The Complexity of Sharing

I went to a panel discussion at the Wellcome Collection in late 2019 that discussed ‘The Trouble with Charity’. One of the topics of conversation was that disabled people are often seen as recipients of charity, a view compounded by campaigns like Children in Need that tugs at heartstrings to encourage donations. We all know these videos – where poor, sad disabled people need your money to get better equipment or more opportunities.

Most of us will have mainly seen disabled people on screen, or in any media coverage, in these kinds of positions – as beneficiaries of benevolence. Being talked for by non-disabled helpers or being grateful for the charity they have received. The panel discussed how much airtime is given to parents of disabled people, rather than disabled people themselves, and how this reinforces a sense that disabled people cannot talk, advocate, for themselves.

I asked a question to the panel about how parents should approach this issue and the disabled speakers answered thoughtfully but clearly – that parents should not talk for or over disabled people. They shouldn’t take up space in which disabled people could advocate for themselves. 

I feel like my work at the moment is at the heart of this conundrum. I am a non-disabled person who talks about disability, and I could be taking up airtime or attention that would otherwise be occupied by a disabled person. 

But I am also a non-disabled person who unexpectedly became the parent of a disabled child, and the last eleven years of being Ben’s mum have given me a rapid education. Up until his birth I had a probably-typical understanding of disability, which is to say very limited, and I found many aspects intimidating or incomprehensible. Now, I don’t. A lot of my insight has come from being close to and raising Ben, but most has come from listening to disabled people. This took time and I can now see there is an inevitable gap between new parents, who know little about disability, don’t know where to look for information and are worried, and disabled communicators who could help. 

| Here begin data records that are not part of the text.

//! Path follower: owns a normalized path parameter and poses a target along the path.
//!
//! In `Driven` mode `t` only changes through commands; in `FreeRun` mode `update(dt)`
//! also advances it. Every update re-evaluates the pose from the current `t`.

use nalgebra::{Point3, UnitQuaternion, Vector3};
use serde::{Deserialize, Serialize};
use tracing::{debug, trace};

use crate::config::{FollowMode, FollowerConfig};
use crate::error::MotionError;
use crate::intent::{ClipCue, InjectionIntent};
use crate::path::PathRef;

const MIN_TANGENT_SQ: f32 = 1e-6;
const MIN_YAW_SQ: f32 = 1e-6;

fn fmod(a: f32, b: f32) -> f32 {
    if b == 0.0 {
        return 0.0;
    }
    let m = a % b;
    if (m < 0.0 && b > 0.0) || (m > 0.0 && b < 0.0) {
        m + b
    } else {
        m
    }
}

/// Reflect t into [0, span], bouncing with period 2 * span.
fn ping_pong(t: f32, span: f32) -> f32 {
    if span <= 0.0 {
        return 0.0;
    }
    let m = fmod(t, 2.0 * span);
    if m <= span {
        m
    } else {
        2.0 * span - m
    }
}

#[inline]
fn clamp01(v: f32) -> f32 {
    v.clamp(0.0, 1.0)
}

/// World-space transform written to the followed target.
#[derive(Clone, Copy, Debug, PartialEq, Serialize, Deserialize)]
pub struct Pose {
    pub position: Point3<f32>,
    pub rotation: UnitQuaternion<f32>,
}

impl Default for Pose {
    fn default() -> Self {
        Self {
            position: Point3::origin(),
            rotation: UnitQuaternion::identity(),
        }
    }
}

impl Pose {
    /// Local +Z in world space.
    pub fn forward(&self) -> Vector3<f32> {
        self.rotation * Vector3::z()
    }
}

#[derive(Clone, Debug, PartialEq, Serialize, Deserialize)]
pub struct PathState {
    /// Always within [0,1].
    pub t: f32,
    pub paused: bool,
    pub stopped: bool,
    /// Always >= 0.
    pub speed_multiplier: f32,
    pub loop_path: bool,
    pub orient_to_tangent: bool,
    pub yaw_only: bool,
    /// Unit forward from the last yaw projection that was long enough to normalize.
    /// Starts as local +Z.
    pub last_valid_yaw_forward: Option<Vector3<f32>>,
}

impl PathState {
    fn from_config(cfg: &FollowerConfig) -> Self {
        Self {
            t: 0.0,
            paused: false,
            stopped: false,
            speed_multiplier: sanitize_multiplier(cfg.speed_multiplier),
            loop_path: cfg.loop_path,
            orient_to_tangent: cfg.orient_to_tangent,
            yaw_only: cfg.yaw_only,
            last_valid_yaw_forward: Some(Vector3::z()),
        }
    }

    #[inline]
    pub fn gated(&self) -> bool {
        self.paused || self.stopped
    }
}

fn sanitize_multiplier(m: f32) -> f32 {
    if m.is_nan() {
        0.0
    } else {
        m.max(0.0)
    }
}

#[derive(Debug)]
pub struct PathFollower {
    cfg: FollowerConfig,
    path: Option<PathRef>,
    target: Option<Pose>,
    state: PathState,
    /// Follower's own clock, drives the ping-pong oscillation.
    clock: f32,
    force_preview_ignore_gates: bool,
}

impl PathFollower {
    /// A follower with an attached target at the origin and no path.
    pub fn new(cfg: FollowerConfig) -> Self {
        let state = PathState::from_config(&cfg);
        Self {
            cfg,
            path: None,
            target: Some(Pose::default()),
            state,
            clock: 0.0,
            force_preview_ignore_gates: false,
        }
    }

    pub fn with_path(mut self, path: PathRef) -> Self {
        self.path = Some(path);
        self
    }

    pub fn config(&self) -> &FollowerConfig {
        &self.cfg
    }

    pub fn state(&self) -> &PathState {
        &self.state
    }

    pub fn t(&self) -> f32 {
        self.state.t
    }

    pub fn is_paused(&self) -> bool {
        self.state.paused
    }

    pub fn is_stopped(&self) -> bool {
        self.state.stopped
    }

    pub fn path(&self) -> Option<&PathRef> {
        self.path.as_ref()
    }

    pub fn set_path(&mut self, path: Option<PathRef>) {
        self.path = path;
    }

    pub fn target(&self) -> Option<&Pose> {
        self.target.as_ref()
    }

    pub fn attach_target(&mut self, pose: Pose) {
        self.target = Some(pose);
    }

    pub fn detach_target(&mut self) -> Option<Pose> {
        self.target.take()
    }

    /// Editor preview: let `set_normalized_t` through even while paused or stopped.
    pub fn set_force_preview_ignore_gates(&mut self, force: bool) {
        self.force_preview_ignore_gates = force;
    }

    /// Set `t` from a driver. Ignored while paused or stopped unless preview gates are
    /// forced open. Returns whether `t` was applied.
    pub fn set_normalized_t(&mut self, value: f32) -> bool {
        if self.state.gated() && !self.force_preview_ignore_gates {
            trace!(value, "follower: set_t gated");
            return false;
        }
        if !value.is_finite() {
            return false;
        }
        self.state.t = clamp01(value);
        let _ = self.evaluate();
        true
    }

    /// Teleport to `value`, bypassing pause and stop.
    pub fn warp_to_normalized_t(&mut self, value: f32) {
        if !value.is_finite() {
            return;
        }
        self.state.t = clamp01(value);
        debug!(t = self.state.t, "follower: warp");
        let _ = self.evaluate();
    }

    pub fn set_speed_multiplier(&mut self, multiplier: f32) {
        self.state.speed_multiplier = sanitize_multiplier(multiplier);
    }

    pub fn pause(&mut self) {
        self.state.paused = true;
    }

    pub fn resume(&mut self) {
        self.state.paused = false;
    }

    pub fn stop(&mut self) {
        self.state.stopped = true;
    }

    pub fn unstop(&mut self) {
        self.state.stopped = false;
    }

    /// Pause and optionally request a clip.
    pub fn pause_with(&mut self, cue: Option<ClipCue>) -> Option<InjectionIntent> {
        self.pause();
        cue.map(InjectionIntent::Play)
    }

    /// Stop and optionally request a clip.
    pub fn stop_with(&mut self, cue: Option<ClipCue>) -> Option<InjectionIntent> {
        self.stop();
        cue.map(InjectionIntent::Play)
    }

    /// Resume, then either request a clip or a stop of the active injection.
    ///
    /// Asking for both is refused after the resume has been applied.
    pub fn resume_with(
        &mut self,
        cue: Option<ClipCue>,
        stop_injection: bool,
    ) -> Result<Option<InjectionIntent>, MotionError> {
        self.resume();
        match (cue, stop_injection) {
            (Some(cue), true) => Err(MotionError::ContradictoryInjection {
                clip: cue.clip.name().to_string(),
            }),
            (Some(cue), false) => Ok(Some(InjectionIntent::Play(cue))),
            (None, true) => Ok(Some(InjectionIntent::Stop)),
            (None, false) => Ok(None),
        }
    }

    /// Replace the path atomically and re-pose at `start_t`. Always ends unpaused.
    pub fn hot_swap_path(&mut self, path: PathRef, start_t: f32) {
        self.state.paused = true;
        self.path = Some(path);
        self.state.t = if start_t.is_finite() {
            clamp01(start_t)
        } else {
            self.state.t
        };
        let _ = self.evaluate();
        self.state.paused = false;
        debug!(t = self.state.t, "follower: path swapped");
    }

    /// Advance free-run time and re-pose the target.
    pub fn update(&mut self, dt: f32) -> Option<&Pose> {
        let dt = if dt.is_finite() { dt.max(0.0) } else { 0.0 };
        self.clock += dt;
        if self.cfg.mode == FollowMode::FreeRun && !self.state.gated() && self.path.is_some() {
            let oscillation = if self.cfg.ping_pong_speed {
                ping_pong(self.clock, self.cfg.ping_pong_amplitude)
            } else {
                0.0
            };
            let rate = self.cfg.normalized_speed_per_second
                * (self.state.speed_multiplier + oscillation);
            let mut t = clamp01(self.state.t + rate * dt);
            if t >= 1.0 && self.state.loop_path {
                t = 0.0;
            }
            self.state.t = t;
        }
        match self.evaluate() {
            Ok(pose) => Some(pose),
            Err(err) => {
                trace!(%err, "follower: evaluation skipped");
                None
            }
        }
    }

    /// Pose the target from the current `t`. A missing path, target or sample keeps the
    /// previous pose.
    pub fn evaluate(&mut self) -> Result<&Pose, MotionError> {
        let path = self.path.as_ref().ok_or(MotionError::MissingPath)?;
        let target = self.target.as_mut().ok_or(MotionError::MissingTarget)?;
        let Some(sample) = path.evaluate(self.state.t) else {
            return Ok(target);
        };

        let transform = path.transform();
        target.position = transform.transform_point(&sample.position);

        if self.state.orient_to_tangent {
            let tangent = transform.transform_vector(&sample.tangent);
            if tangent.norm_squared() > MIN_TANGENT_SQ {
                let up = transform.isometry.rotation * self.cfg.up;
                let forward = if self.state.yaw_only {
                    yaw_forward(&tangent, &up, &mut self.state.last_valid_yaw_forward)
                } else {
                    Some(tangent)
                };
                if let Some(rotation) = forward.and_then(|f| look_rotation(&f, &up)) {
                    target.rotation = rotation;
                }
            }
        }
        Ok(target)
    }
}

/// Project `tangent` onto the plane normal to `up`. A negligible projection falls back
/// to the cached forward; only a valid projection refreshes the cache.
fn yaw_forward(
    tangent: &Vector3<f32>,
    up: &Vector3<f32>,
    cache: &mut Option<Vector3<f32>>,
) -> Option<Vector3<f32>> {
    let up_n = up.try_normalize(f32::EPSILON)?;
    let projected = tangent - up_n * tangent.dot(&up_n);
    if projected.norm_squared() > MIN_YAW_SQ {
        let forward = projected.normalize();
        *cache = Some(forward);
        Some(forward)
    } else {
        *cache
    }
}

/// Rotation taking local +Z to `forward` with local +Y as close to `up` as possible.
fn look_rotation(forward: &Vector3<f32>, up: &Vector3<f32>) -> Option<UnitQuaternion<f32>> {
    let f = forward.try_normalize(f32::EPSILON)?;
    if f.cross(up).norm_squared() > 1e-12 {
        Some(UnitQuaternion::face_towards(&f, up))
    } else {
        // Parallel to up: no roll reference, take the shortest arc.
        UnitQuaternion::rotation_between(&Vector3::z(), &f)
    }
}

#[cfg(test)]
mod tests {
    use super::*;

    #[test]
    fn ping_pong_reflects() {
        assert!((ping_pong(0.5, 1.0) - 0.5).abs() < 1e-6);
        assert!((ping_pong(1.5, 1.0) - 0.5).abs() < 1e-6);
        assert!((ping_pong(2.25, 1.0) - 0.25).abs() < 1e-6);
        assert_eq!(ping_pong(3.0, 0.0), 0.0);
    }

    #[test]
    fn yaw_cache_only_updates_from_valid_projection() {
        let up = Vector3::y();
        let mut cache = None;
        assert_eq!(yaw_forward(&Vector3::y(), &up, &mut cache), None);
        let f = yaw_forward(&Vector3::new(2.0, 1.0, 0.0), &up, &mut cache);
        assert_eq!(f, Some(Vector3::x()));
        assert_eq!(yaw_forward(&Vector3::y(), &up, &mut cache), Some(Vector3::x()));
        assert_eq!(cache, Some(Vector3::x()));
    }

    #[test]
    fn look_rotation_points_z_along_forward() {
        let r = look_rotation(&Vector3::x(), &Vector3::y()).expect("rotation");
        assert!((r * Vector3::z() - Vector3::x()).norm() < 1e-5);
        let r = look_rotation(&Vector3::y(), &Vector3::y()).expect("fallback");
        assert!((r * Vector3::z() - Vector3::y()).norm() < 1e-5);
    }
}
//! Per-step output of a [`Stage`](crate::stage::Stage).

use serde::{Deserialize, Serialize};
use stagehand_injection::{Diagnostic, InjectionEvent, Phase, SubjectId};
use stagehand_motion::Pose;

use crate::activation::ActivationChange;
use crate::ids::{FollowerId, TrackId};
use crate::markers::{ActivationCommand, PathCommand};

#[derive(Copy, Clone, Debug, PartialEq, Serialize, Deserialize)]
pub enum DispatchedCommand {
    Path(PathCommand),
    Activation(ActivationCommand),
}

#[derive(Clone, Debug, PartialEq, Serialize, Deserialize)]
#[non_exhaustive]
pub enum StageEvent {
    /// A marker was delivered live.
    Dispatched {
        track: TrackId,
        time: f32,
        command: DispatchedCommand,
    },
    Activation(ActivationChange),
    /// Activation state was rebuilt from history at `time`.
    Rebuilt { time: f32, targets: usize },
    Diagnostic(Diagnostic),
    Injection {
        subject: SubjectId,
        event: InjectionEvent,
    },
}

#[derive(Copy, Clone, Debug, PartialEq, Serialize, Deserialize)]
pub struct FollowerPose {
    pub follower: FollowerId,
    pub t: f32,
    pub pose: Pose,
}

#[derive(Copy, Clone, Debug, PartialEq, Serialize, Deserialize)]
pub struct LayerWeight {
    pub subject: SubjectId,
    pub phase: Phase,
    pub weight: f32,
}

#[derive(Clone, Debug, Default, PartialEq, Serialize, Deserialize)]
pub struct StageFrame {
    pub epoch: u64,
    pub dt: f32,
    /// Playback time after this step.
    pub time: f32,
    #[serde(default)]
    pub poses: Vec<FollowerPose>,
    #[serde(default)]
    pub weights: Vec<LayerWeight>,
    /// Activation writes made during this step, live or rebuilt.
    #[serde(default)]
    pub activations: Vec<ActivationChange>,
    #[serde(default)]
    pub events: Vec<StageEvent>,
}

impl StageFrame {
    pub fn diagnostics(&self) -> impl Iterator<Item = &Diagnostic> {
        self.events.iter().filter_map(|e| match e {
            StageEvent::Diagnostic(d) => Some(d),
            StageEvent::Injection {
                event: InjectionEvent::Diagnostic(d),
                ..
            } => Some(d),
            _ => None,
        })
    }
}
//! Diagnostic channel shared by the Stagehand cores.
//!
//! Refused requests never abort the frame loop. They are returned as errors,
//! logged, and pushed into the component's outputs as a `Diagnostic`.

use serde::{Deserialize, Serialize};
use tracing::{debug, warn};

#[derive(Copy, Clone, Debug, PartialEq, Eq, Hash, Serialize, Deserialize)]
pub enum DiagnosticCategory {
    /// Missing clip, contradictory command, missing target, bad numeric payload.
    InvalidRequest,
    /// Operation on a graph or handle that was already torn down.
    StaleHandle,
    /// Path, follower or target reference could not be reached.
    Unreachable,
}

#[derive(Copy, Clone, Debug, PartialEq, Eq, PartialOrd, Ord, Serialize, Deserialize)]
pub enum Severity {
    Info,
    Warning,
}

#[derive(Clone, Debug, PartialEq, Serialize, Deserialize)]
pub struct Diagnostic {
    pub category: DiagnosticCategory,
    /// Component that reported it (e.g. "injector", "follower", "dispatch").
    pub source: String,
    pub message: String,
}

impl Diagnostic {
    pub fn new(
        category: DiagnosticCategory,
        source: impl Into<String>,
        message: impl Into<String>,
    ) -> Self {
        Self {
            category,
            source: source.into(),
            message: message.into(),
        }
    }

    pub fn severity(&self) -> Severity {
        match self.category {
            DiagnosticCategory::StaleHandle => Severity::Info,
            DiagnosticCategory::InvalidRequest | DiagnosticCategory::Unreachable => {
                Severity::Warning
            }
        }
    }

    /// Log through `tracing` at a level matching the severity.
    pub fn log(&self) {
        match self.severity() {
            Severity::Info => debug!(source = %self.source, "{}", self.message),
            Severity::Warning => warn!(source = %self.source, "{}", self.message),
        }
    }
}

The challenge of being a new parent coupled with the responsibility for a disabled, in my case complex, child means the early years are often very muddled. I found it very difficult to separate which of my concerns were to do with being a parent for the first time (a colossal responsibility and profoundly discombobulating for anyone), and which were to do with Ben being disabled. I wonder whether I could have more quickly come to realise that Ben’s disability didn’t mean our lives would be sad and small, and found the disabled people and their families who were living lives that we could aspire to. 

I think in the early years the gulf between my little baby and a disabled adult, however content, was just too large. I wasn’t ready to anticipate my boy growing up, but I was hungry for stories from other families and to see other parents living lives similar to ours. Through those families, I gradually came to see that there was a whole world of diverse disabled people living lives that were good and true, if sometimes challenging.

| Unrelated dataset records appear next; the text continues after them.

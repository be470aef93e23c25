//! Identifiers and simple allocators for injection entities.

use serde::{Deserialize, Serialize};

/// An animated subject (one blend graph, one injector).
#[derive(Copy, Clone, Debug, Eq, PartialEq, Hash, Ord, PartialOrd, Serialize, Deserialize)]
pub struct SubjectId(pub u32);

/// One override session, from connection to cleanup.
#[derive(Copy, Clone, Debug, Eq, PartialEq, Hash, Ord, PartialOrd, Serialize, Deserialize)]
pub struct SessionId(pub u32);

/// Monotonic allocator for SubjectId and SessionId.
#[derive(Default, Debug)]
pub struct IdAllocator {
    next_subject: u32,
    next_session: u32,
}

impl IdAllocator {
    pub fn new() -> Self {
        Self::default()
    }

    #[inline]
    pub fn alloc_subject(&mut self) -> SubjectId {
        let id = SubjectId(self.next_subject);
        self.next_subject = self.next_subject.wrapping_add(1);
        id
    }

    #[inline]
    pub fn alloc_session(&mut self) -> SessionId {
        let id = SessionId(self.next_session);
        self.next_session = self.next_session.wrapping_add(1);
        id
    }

    #[inline]
    pub fn reset(&mut self) {
        *self = Self::default();
    }
}

#[cfg(test)]
mod tests {
    use super::*;

    #[test]
    fn alloc_monotonic() {
        let mut alloc = IdAllocator::new();
        assert_eq!(alloc.alloc_subject(), SubjectId(0));
        assert_eq!(alloc.alloc_subject(), SubjectId(1));
        assert_eq!(alloc.alloc_session(), SessionId(0));
        assert_eq!(alloc.alloc_session(), SessionId(1));
        alloc.reset();
        assert_eq!(alloc.alloc_session(), SessionId(0));
    }
}
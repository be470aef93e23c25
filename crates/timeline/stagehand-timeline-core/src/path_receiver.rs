//! Path command receiver: applies path-command markers to a follower, one
//! notification at a time, and forwards clip requests to the subject's injector.

use stagehand_injection::AnimInjection;
use stagehand_motion::{ClipCue, IntentOutcome, PathFollower, PathRef};
use tracing::debug;

use crate::binding::TargetResolver;
use crate::clips::ClipLibrary;
use crate::error::DispatchError;
use crate::ids::{ContextId, FollowerId, TrackId};
use crate::markers::{PathCommand, PathCommandMarker};

#[derive(Debug, Default, Clone)]
pub struct PathCommandReceiver {
    /// Explicit follower; the track binding is used when unset.
    follower: Option<FollowerId>,
    /// Paths addressed by `NewSpline` markers.
    paths: Vec<PathRef>,
}

impl PathCommandReceiver {
    pub fn new() -> Self {
        Self::default()
    }

    pub fn with_follower(mut self, follower: FollowerId) -> Self {
        self.follower = Some(follower);
        self
    }

    pub fn with_paths(mut self, paths: Vec<PathRef>) -> Self {
        self.paths = paths;
        self
    }

    pub fn push_path(&mut self, path: PathRef) -> usize {
        self.paths.push(path);
        self.paths.len() - 1
    }

    pub fn paths(&self) -> &[PathRef] {
        &self.paths
    }

    pub fn resolve_follower(
        &self,
        context: ContextId,
        track: TrackId,
        resolver: &dyn TargetResolver,
    ) -> Option<FollowerId> {
        self.follower
            .or_else(|| resolver.track_follower(context, track))
    }

    fn cue(
        &self,
        marker: &PathCommandMarker,
        clips: &ClipLibrary,
    ) -> Result<Option<ClipCue>, DispatchError> {
        match &marker.clip {
            None => Ok(None),
            Some(key) => clips
                .get(key)
                .map(|clip| Some(ClipCue::new(clip, marker.return_to_base)))
                .ok_or_else(|| DispatchError::UnknownClip { key: key.clone() }),
        }
    }

    /// Apply `marker` to `follower`.
    ///
    /// The motion part is always applied first. A clip that cannot be found, or a
    /// contradictory resume, is reported after the follower has changed and no
    /// injection is requested.
    pub fn apply(
        &self,
        follower_id: FollowerId,
        marker: &PathCommandMarker,
        follower: &mut PathFollower,
        injector: Option<&mut dyn AnimInjection>,
        clips: &ClipLibrary,
    ) -> Result<Option<IntentOutcome>, DispatchError> {
        debug!(
            follower = follower_id.0,
            command = ?marker.command,
            value = marker.value,
            "dispatch: path command"
        );
        let intent = match marker.command {
            PathCommand::Pause => match self.cue(marker, clips) {
                Ok(cue) => follower.pause_with(cue),
                Err(err) => {
                    follower.pause();
                    return Err(err);
                }
            },
            PathCommand::Stop => match self.cue(marker, clips) {
                Ok(cue) => follower.stop_with(cue),
                Err(err) => {
                    follower.stop();
                    return Err(err);
                }
            },
            PathCommand::Resume => match self.cue(marker, clips) {
                Ok(cue) => follower.resume_with(cue, marker.stop_injection)?,
                Err(err) => {
                    follower.resume();
                    return Err(err);
                }
            },
            PathCommand::Unstop => {
                follower.unstop();
                None
            }
            PathCommand::SetSpeedMultiplier => {
                follower.set_speed_multiplier(marker.value);
                None
            }
            PathCommand::WarpToT => {
                follower.warp_to_normalized_t(marker.value);
                None
            }
            PathCommand::SetT => {
                follower.set_normalized_t(marker.value);
                None
            }
            PathCommand::NewSpline => {
                let path = self.paths.get(marker.path_index).ok_or(
                    DispatchError::PathIndexOutOfRange {
                        index: marker.path_index,
                        count: self.paths.len(),
                    },
                )?;
                follower.hot_swap_path(path.clone(), marker.value);
                None
            }
        };

        let Some(intent) = intent else {
            return Ok(None);
        };
        let injector = injector.ok_or(DispatchError::MissingInjector(follower_id))?;
        Ok(Some(intent.apply(injector)?))
    }
}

All parents are thrown in at the deep end, despite being surrounded by advice and people in similar situations. No parent does everything perfectly. New parents of disabled children generally have even more to contend with, yet are less likely to find themselves represented when they look around. They may depend on their experience of disability so far – the campaigns they have seen fundraising for needy adults, the limited exposure they have had to people needing help to access places and services. I couldn’t work out where our family fitted in for a long time.

It took me a long time to realise that Ben’s challenges weren’t only ours to face. They felt individual and specific, but they actually fit into a collective experience of being a disabled person. A lot of Ben’s difficulties are about how he is treated rather than how his body works. The power of disabled adults will become his power as he grows. I am more observant of whose voices are being centred. 

As Ben’s mother I will always have a different experience of the world to him. I can be his carer, advocate and ally but I am (currently) not disabled. Yet I am his mother and that is itself a particular and specific role, for me as an individual and as a collective. I think talking about my experience is valid and there should be space to do it, as long as it is done carefully. The challenge of talking about mothering while not oversharing is not unique to me – it’s true for all mothers, of all children. The reason we share is because we are trying to work out what we are doing and who we are. I want to attempt to articulate what I have learnt because I’d like to help reduce the number of people who, like me, had no idea. I hope that is what I have done in my book, which is published in seven weeks (argh!), and I am excited and terrified for people to read it.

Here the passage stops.